Repeat exactly, please, the opening lines of the data below, through and including the line where "the two can" sits.

──────── GIVEN INFORMATION

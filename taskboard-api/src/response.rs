/// Response envelope
///
/// Every JSON body the server produces, success or failure, has the same
/// shape:
///
/// ```json
/// {
///   "success": true,
///   "statusCode": 200,
///   "message": "Task details",
///   "data": { "...": "..." }
/// }
/// ```
///
/// `success` is derived from the status code (`< 400`), so the two can
/// never disagree. `data` is `null` when there is nothing to return.
///
/// # Example
///
/// ```
/// use taskboard_api::response::ApiResponse;
/// use serde_json::json;
///
/// let created = ApiResponse::created("Task created successfully", json!({ "_id": "..." }));
/// let deleted = ApiResponse::message(axum::http::StatusCode::OK, "Task deleted successfully");
/// ```

use axum::{
    http::StatusCode,
    response::{IntoResponse, Response},
    Json,
};
use serde::{Deserialize, Serialize};

/// The wire shape of every response body
#[derive(Debug, Clone, Serialize, Deserialize)]
#[serde(rename_all = "camelCase")]
pub struct Envelope<T> {
    pub success: bool,
    pub status_code: u16,
    pub message: String,
    pub data: Option<T>,
}

impl<T> Envelope<T> {
    pub fn new(status: StatusCode, message: impl Into<String>, data: Option<T>) -> Self {
        Self {
            success: status.as_u16() < 400,
            status_code: status.as_u16(),
            message: message.into(),
            data,
        }
    }
}

/// A successful handler result, rendered as an [`Envelope`]
#[derive(Debug)]
pub struct ApiResponse<T = ()> {
    status: StatusCode,
    message: String,
    data: Option<T>,
}

impl<T: Serialize> ApiResponse<T> {
    /// 200 with a payload
    pub fn ok(message: impl Into<String>, data: T) -> Self {
        Self {
            status: StatusCode::OK,
            message: message.into(),
            data: Some(data),
        }
    }

    /// 201 with a payload
    pub fn created(message: impl Into<String>, data: T) -> Self {
        Self {
            status: StatusCode::CREATED,
            message: message.into(),
            data: Some(data),
        }
    }
}

impl ApiResponse<()> {
    /// A response carrying only a message; `data` is `null`
    pub fn message(status: StatusCode, message: impl Into<String>) -> Self {
        Self {
            status,
            message: message.into(),
            data: None,
        }
    }
}

impl<T: Serialize> IntoResponse for ApiResponse<T> {
    fn into_response(self) -> Response {
        let body = Envelope::new(self.status, self.message, self.data);
        (self.status, Json(body)).into_response()
    }
}
impl ListenOptions {
    /// Wildcard understood by the providers as "every attribute"
    pub const ALL_ATTRIBUTES: &'static str = "All";

    /// Create new listen options with defaults
    pub fn new() -> Self {
        Self::default()
    }

    /// Request every message attribute
    pub fn all() -> Self {
        Self::new().with_attribute_name(Self::ALL_ATTRIBUTES)
    }

    /// Request one attribute by name
    pub fn with_attribute_name(mut self, name: impl Into<String>) -> Self {
        self.requested_attribute_names.insert(name.into());
        self
    }

    /// Check whether a received attribute was requested
    pub fn wants(&self, name: &str) -> bool {
        self.requested_attribute_names.iter().any(|requested| {
            requested == Self::ALL_ATTRIBUTES
                || requested == ".*"
                || requested == name
                || requested
                    .strip_suffix(".*")
                    .is_some_and(|prefix| name.starts_with(&format!("{}.", prefix)))
        })
    }
}

impl From<&Options> for ListenOptions {
    /// Only the keys are used; values are ignored
    fn from(options: &Options) -> Self {
        Self {
            requested_attribute_names: options.keys().cloned().collect(),
        }
    }
}

fn check_attribute_count(count: usize) -> Result<(), ValidationError> {
    if count > MAX_MESSAGE_ATTRIBUTES {
        return Err(ValidationError::OutOfRange {
            field: "attributes".to_string(),
            message: format!("at most {} attributes per message", MAX_MESSAGE_ATTRIBUTES),
        });
    }
    Ok(())
}

#[cfg(test)]
#[path = "message_tests.rs"]
mod tests;
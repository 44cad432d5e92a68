//! Provider boundary consumed by the adapter.
//!
//! A [`QueueTransport`] performs the network calls against one remote queue
//! service. Every result type makes absence explicit so the adapter never has
//! to assume a payload is present.

use crate::error::QueueError;
use crate::message::{AttributeValue, ReceiptHandle};
use async_trait::async_trait;
use bytes::Bytes;
use std::collections::{BTreeMap, HashMap};

/// A fully prepared outbound message
#[derive(Debug, Clone, PartialEq)]
pub struct OutboundMessage {
    pub address: String,
    pub body: Bytes,
    pub attributes: BTreeMap<String, AttributeValue>,
    pub message_group_id: Option<String>,
    pub deduplication_id: Option<String>,
    pub delay_seconds: Option<u32>,
}

/// Acknowledgement of a send call
#[derive(Debug, Clone, Default, PartialEq, Eq)]
pub struct SendReceipt {
    /// Identifier assigned by the provider, absent if the provider omitted it
    pub message_id: Option<String>,
}

/// Parameters of a receive call, fixed for the lifetime of a consumer loop
#[derive(Debug, Clone, PartialEq, Eq)]
pub struct ReceiveRequest {
    pub address: String,
    pub attribute_names: Vec<String>,
    pub max_messages: u32,
    pub wait_time_seconds: u32,
    pub visibility_timeout_seconds: Option<u32>,
}

/// A message as returned by a receive call
#[derive(Debug, Clone, PartialEq)]
pub struct TransportMessage {
    pub message_id: Option<String>,
    pub body: Bytes,
    pub receipt_handle: ReceiptHandle,
    pub attributes: HashMap<String, AttributeValue>,
}

/// Interface implemented by specific queue providers (SQS, in-memory, ...)
#[async_trait]
pub trait QueueTransport: Send + Sync + 'static {
    /// Send a single message
    async fn send(&self, message: &OutboundMessage) -> Result<SendReceipt, QueueError>;

    /// Receive a batch of messages
    ///
    /// `Ok(None)` means the provider returned no result object at all, which
    /// is different from `Ok(Some(vec![]))` (a result with zero messages).
    async fn receive_batch(
        &self,
        request: &ReceiveRequest,
    ) -> Result<Option<Vec<TransportMessage>>, QueueError>;

    /// Delete a received message
    async fn delete(&self, address: &str, receipt: &ReceiptHandle) -> Result<(), QueueError>;

    /// Provider name used in diagnostics
    fn provider(&self) -> &'static str;
}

────────────────

§ **SOLVED PROBLEM**:
filename taskboard-api/src/response.rs
/// Response envelope
///
/// Every JSON body the server produces, success or failure, has the same
/// shape:
///
/// ```json
/// {
///   "success": true,
///   "statusCode": 200,
///   "message": "Task details",
///   "data": { "...": "..." }
/// }
/// ```
///
/// `success` is derived from the status code (`< 400`), so the two can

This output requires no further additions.